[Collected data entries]
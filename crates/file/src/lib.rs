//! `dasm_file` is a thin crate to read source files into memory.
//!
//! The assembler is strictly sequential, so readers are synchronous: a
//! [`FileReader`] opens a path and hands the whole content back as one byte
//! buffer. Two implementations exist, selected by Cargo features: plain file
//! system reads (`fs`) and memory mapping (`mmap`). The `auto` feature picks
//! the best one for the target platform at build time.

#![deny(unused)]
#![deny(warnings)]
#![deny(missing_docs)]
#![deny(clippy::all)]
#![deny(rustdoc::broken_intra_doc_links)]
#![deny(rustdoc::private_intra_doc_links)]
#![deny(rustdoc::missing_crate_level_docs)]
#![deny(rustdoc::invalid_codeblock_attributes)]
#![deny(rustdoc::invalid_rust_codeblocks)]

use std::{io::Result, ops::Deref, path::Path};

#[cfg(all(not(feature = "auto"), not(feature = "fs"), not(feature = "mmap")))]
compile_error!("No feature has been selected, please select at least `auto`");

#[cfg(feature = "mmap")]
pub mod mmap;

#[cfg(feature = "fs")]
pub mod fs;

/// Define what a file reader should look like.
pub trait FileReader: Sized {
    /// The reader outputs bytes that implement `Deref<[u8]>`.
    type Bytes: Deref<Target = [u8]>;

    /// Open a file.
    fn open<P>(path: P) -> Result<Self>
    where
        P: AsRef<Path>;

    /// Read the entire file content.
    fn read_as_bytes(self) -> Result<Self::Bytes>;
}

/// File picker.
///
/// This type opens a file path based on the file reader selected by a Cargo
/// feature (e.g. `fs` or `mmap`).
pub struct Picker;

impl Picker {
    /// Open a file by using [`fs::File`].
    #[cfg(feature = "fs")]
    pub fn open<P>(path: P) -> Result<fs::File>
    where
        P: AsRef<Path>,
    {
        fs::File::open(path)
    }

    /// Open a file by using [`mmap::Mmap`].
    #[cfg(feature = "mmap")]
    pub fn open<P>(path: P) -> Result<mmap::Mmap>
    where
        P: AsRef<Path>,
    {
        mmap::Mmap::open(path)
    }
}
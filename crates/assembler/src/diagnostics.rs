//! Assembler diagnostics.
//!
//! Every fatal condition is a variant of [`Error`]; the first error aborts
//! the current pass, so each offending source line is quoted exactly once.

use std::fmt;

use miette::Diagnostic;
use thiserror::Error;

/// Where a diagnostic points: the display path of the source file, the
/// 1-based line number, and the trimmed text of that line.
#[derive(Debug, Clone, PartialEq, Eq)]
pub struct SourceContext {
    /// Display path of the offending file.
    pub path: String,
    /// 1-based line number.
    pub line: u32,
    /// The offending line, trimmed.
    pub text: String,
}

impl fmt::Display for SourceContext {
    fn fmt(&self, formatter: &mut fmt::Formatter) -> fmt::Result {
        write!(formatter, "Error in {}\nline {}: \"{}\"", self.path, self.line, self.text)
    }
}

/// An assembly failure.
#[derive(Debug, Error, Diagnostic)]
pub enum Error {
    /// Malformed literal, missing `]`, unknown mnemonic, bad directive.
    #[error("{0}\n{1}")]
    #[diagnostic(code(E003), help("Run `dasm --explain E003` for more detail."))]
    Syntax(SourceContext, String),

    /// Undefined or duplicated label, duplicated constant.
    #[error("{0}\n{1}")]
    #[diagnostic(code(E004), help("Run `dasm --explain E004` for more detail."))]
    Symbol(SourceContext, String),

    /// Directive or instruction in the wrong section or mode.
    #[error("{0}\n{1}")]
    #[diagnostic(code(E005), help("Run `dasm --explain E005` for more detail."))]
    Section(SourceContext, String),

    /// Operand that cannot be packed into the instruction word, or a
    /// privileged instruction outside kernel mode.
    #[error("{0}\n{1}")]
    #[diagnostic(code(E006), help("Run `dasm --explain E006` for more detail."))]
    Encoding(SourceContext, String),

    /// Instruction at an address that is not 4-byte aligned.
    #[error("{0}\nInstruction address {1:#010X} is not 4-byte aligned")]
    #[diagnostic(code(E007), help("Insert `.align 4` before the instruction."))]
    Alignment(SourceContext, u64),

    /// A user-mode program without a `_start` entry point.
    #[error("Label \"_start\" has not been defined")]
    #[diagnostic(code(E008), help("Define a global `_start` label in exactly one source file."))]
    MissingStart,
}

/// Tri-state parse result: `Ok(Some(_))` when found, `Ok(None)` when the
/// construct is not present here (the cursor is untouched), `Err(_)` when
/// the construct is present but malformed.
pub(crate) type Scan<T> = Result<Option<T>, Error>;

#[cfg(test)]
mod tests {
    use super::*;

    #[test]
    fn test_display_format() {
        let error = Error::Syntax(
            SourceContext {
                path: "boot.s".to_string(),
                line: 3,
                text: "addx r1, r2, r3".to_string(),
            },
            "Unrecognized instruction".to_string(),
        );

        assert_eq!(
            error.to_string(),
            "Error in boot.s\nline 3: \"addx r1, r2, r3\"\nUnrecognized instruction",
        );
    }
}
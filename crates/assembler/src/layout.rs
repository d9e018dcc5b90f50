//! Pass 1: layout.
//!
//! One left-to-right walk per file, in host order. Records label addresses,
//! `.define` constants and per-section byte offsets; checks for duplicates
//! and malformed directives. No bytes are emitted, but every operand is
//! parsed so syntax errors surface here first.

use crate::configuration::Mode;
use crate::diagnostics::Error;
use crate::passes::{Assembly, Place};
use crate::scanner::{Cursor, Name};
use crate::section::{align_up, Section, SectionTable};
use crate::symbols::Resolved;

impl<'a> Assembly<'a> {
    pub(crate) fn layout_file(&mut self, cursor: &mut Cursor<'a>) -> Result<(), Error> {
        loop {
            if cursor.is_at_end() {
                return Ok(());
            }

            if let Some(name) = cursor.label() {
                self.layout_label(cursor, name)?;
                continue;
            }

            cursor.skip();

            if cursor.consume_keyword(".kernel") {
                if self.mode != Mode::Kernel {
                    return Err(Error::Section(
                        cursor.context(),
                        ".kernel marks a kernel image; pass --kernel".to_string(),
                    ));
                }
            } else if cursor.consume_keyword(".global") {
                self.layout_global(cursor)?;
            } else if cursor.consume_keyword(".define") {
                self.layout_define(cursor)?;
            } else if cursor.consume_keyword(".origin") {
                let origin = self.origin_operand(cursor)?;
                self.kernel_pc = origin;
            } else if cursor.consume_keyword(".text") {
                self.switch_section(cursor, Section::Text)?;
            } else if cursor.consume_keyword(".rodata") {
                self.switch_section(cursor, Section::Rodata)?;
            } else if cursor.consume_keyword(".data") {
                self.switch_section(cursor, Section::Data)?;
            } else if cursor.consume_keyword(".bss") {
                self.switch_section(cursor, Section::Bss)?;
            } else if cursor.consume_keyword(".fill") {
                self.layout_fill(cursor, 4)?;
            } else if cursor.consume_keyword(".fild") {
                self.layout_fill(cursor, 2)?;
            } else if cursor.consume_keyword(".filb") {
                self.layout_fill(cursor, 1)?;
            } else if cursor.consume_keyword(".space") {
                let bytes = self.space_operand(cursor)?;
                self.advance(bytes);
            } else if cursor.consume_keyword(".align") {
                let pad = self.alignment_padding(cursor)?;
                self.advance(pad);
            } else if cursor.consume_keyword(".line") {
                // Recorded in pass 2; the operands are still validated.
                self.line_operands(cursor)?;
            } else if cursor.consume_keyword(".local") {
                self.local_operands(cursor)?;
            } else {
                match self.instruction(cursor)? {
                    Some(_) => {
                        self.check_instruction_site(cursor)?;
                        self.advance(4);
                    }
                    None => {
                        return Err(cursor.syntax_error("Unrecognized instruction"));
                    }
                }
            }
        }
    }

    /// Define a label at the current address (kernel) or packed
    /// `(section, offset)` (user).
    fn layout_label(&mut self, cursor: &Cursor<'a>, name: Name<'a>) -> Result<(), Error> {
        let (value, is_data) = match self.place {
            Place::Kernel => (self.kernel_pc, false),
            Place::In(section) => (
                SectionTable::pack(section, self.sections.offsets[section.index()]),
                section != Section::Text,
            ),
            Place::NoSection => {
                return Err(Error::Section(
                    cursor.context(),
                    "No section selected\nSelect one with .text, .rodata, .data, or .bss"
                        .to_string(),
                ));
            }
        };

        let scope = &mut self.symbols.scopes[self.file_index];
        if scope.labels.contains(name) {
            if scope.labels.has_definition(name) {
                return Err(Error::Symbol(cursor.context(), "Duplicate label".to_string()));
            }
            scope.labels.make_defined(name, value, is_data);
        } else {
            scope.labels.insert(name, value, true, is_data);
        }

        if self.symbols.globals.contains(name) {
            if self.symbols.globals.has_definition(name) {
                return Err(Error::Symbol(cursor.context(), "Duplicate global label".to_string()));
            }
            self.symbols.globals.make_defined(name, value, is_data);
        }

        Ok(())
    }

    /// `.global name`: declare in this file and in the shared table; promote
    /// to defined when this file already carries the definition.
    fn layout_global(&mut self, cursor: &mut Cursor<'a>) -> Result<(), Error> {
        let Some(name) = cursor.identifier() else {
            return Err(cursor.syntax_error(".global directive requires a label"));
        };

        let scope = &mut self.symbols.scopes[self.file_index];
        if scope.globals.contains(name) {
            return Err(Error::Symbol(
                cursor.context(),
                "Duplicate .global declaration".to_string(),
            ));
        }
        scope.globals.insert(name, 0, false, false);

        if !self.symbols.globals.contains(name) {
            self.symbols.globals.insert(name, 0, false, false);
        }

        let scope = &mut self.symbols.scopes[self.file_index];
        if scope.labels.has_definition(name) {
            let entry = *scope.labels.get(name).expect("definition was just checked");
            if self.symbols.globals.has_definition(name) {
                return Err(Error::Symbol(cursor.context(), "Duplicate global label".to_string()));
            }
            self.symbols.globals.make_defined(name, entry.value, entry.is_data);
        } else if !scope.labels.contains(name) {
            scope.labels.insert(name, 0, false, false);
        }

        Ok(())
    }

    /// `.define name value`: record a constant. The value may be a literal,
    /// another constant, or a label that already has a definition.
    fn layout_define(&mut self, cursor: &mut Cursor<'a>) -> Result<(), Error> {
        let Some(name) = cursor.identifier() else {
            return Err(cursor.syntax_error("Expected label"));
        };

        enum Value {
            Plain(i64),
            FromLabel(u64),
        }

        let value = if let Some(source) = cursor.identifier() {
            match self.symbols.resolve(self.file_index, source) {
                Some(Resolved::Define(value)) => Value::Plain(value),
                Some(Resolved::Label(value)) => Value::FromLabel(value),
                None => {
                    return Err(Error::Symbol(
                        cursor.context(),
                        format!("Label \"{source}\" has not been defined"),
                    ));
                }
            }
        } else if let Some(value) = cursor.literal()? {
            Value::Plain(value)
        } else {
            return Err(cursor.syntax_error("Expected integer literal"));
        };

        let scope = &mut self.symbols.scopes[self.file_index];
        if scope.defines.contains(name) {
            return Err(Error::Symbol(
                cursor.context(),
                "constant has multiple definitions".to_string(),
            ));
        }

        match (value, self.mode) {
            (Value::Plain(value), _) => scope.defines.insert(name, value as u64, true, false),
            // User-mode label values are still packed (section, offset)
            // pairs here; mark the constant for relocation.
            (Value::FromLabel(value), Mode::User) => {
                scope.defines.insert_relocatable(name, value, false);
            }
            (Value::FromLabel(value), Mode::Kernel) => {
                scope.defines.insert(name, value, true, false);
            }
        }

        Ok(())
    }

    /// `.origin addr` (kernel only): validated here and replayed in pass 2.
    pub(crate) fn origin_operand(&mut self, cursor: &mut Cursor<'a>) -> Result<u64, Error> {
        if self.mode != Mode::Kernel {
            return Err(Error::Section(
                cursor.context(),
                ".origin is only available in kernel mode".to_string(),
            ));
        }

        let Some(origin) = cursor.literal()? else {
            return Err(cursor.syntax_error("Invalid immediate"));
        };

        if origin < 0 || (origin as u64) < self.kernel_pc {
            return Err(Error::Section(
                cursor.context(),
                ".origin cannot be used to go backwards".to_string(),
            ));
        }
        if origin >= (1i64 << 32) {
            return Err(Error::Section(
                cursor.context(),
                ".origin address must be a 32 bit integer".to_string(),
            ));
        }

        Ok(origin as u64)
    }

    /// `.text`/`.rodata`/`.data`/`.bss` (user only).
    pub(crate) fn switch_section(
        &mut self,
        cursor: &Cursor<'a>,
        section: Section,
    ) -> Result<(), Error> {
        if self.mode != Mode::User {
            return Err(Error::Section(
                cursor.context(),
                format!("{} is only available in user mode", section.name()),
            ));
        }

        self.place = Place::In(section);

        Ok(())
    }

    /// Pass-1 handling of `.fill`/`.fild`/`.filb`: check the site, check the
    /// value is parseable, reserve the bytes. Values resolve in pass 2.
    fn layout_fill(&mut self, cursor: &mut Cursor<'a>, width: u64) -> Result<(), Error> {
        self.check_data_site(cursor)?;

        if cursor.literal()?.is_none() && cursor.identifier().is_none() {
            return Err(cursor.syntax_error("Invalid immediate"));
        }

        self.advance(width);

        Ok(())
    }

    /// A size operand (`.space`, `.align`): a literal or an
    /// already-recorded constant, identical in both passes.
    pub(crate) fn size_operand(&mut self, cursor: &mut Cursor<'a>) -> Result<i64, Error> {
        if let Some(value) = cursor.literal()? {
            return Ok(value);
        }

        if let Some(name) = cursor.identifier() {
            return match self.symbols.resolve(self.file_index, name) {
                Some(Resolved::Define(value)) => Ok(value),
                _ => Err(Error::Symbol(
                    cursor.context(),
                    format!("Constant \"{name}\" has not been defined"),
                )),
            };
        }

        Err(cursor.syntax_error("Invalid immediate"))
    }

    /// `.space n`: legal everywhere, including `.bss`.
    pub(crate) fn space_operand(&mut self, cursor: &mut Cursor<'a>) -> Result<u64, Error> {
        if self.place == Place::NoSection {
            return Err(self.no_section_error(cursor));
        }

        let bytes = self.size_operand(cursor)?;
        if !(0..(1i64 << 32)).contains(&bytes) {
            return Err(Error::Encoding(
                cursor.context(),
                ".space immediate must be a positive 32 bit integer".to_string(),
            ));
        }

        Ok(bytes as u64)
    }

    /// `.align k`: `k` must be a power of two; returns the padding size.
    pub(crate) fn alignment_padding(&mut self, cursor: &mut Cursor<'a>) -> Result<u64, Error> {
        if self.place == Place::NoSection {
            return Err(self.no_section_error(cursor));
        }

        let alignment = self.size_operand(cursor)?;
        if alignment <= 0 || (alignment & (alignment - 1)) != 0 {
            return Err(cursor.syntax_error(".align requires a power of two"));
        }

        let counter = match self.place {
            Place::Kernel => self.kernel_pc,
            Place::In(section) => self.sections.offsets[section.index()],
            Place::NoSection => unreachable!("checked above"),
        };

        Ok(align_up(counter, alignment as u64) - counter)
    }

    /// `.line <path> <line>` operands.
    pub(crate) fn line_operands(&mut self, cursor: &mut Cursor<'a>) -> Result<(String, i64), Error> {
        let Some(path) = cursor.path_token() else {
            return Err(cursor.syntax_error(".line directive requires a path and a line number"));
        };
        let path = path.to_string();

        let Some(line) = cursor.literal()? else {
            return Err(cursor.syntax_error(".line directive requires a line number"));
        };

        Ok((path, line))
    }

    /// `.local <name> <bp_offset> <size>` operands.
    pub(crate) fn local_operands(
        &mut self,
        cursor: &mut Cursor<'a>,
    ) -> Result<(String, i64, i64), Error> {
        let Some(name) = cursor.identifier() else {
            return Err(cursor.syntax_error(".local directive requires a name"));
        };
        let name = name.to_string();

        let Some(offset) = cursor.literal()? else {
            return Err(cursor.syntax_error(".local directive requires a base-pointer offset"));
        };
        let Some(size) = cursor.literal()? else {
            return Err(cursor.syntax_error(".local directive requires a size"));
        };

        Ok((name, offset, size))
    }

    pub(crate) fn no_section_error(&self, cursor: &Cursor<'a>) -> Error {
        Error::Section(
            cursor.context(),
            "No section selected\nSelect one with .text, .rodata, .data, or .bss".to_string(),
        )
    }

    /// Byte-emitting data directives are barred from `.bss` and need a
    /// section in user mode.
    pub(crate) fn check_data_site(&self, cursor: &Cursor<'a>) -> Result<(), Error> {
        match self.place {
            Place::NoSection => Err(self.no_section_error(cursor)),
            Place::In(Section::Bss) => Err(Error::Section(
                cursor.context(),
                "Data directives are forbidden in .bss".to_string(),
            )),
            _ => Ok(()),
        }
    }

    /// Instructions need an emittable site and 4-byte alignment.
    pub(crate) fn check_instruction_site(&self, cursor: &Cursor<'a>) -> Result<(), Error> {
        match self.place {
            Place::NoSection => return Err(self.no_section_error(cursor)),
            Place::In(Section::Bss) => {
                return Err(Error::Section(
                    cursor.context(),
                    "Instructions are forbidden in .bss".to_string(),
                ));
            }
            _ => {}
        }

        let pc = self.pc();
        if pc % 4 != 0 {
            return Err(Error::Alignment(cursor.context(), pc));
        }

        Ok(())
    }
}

# EXERCISE DESCRIPTION
Where does the string "SectionTable" appear in the records above? Return every line that holds it.

# ANSWER TO THIS TASK
use crate::section::{align_up, Section, SectionTable};
                SectionTable::pack(section, self.sections.offsets[section.index()]),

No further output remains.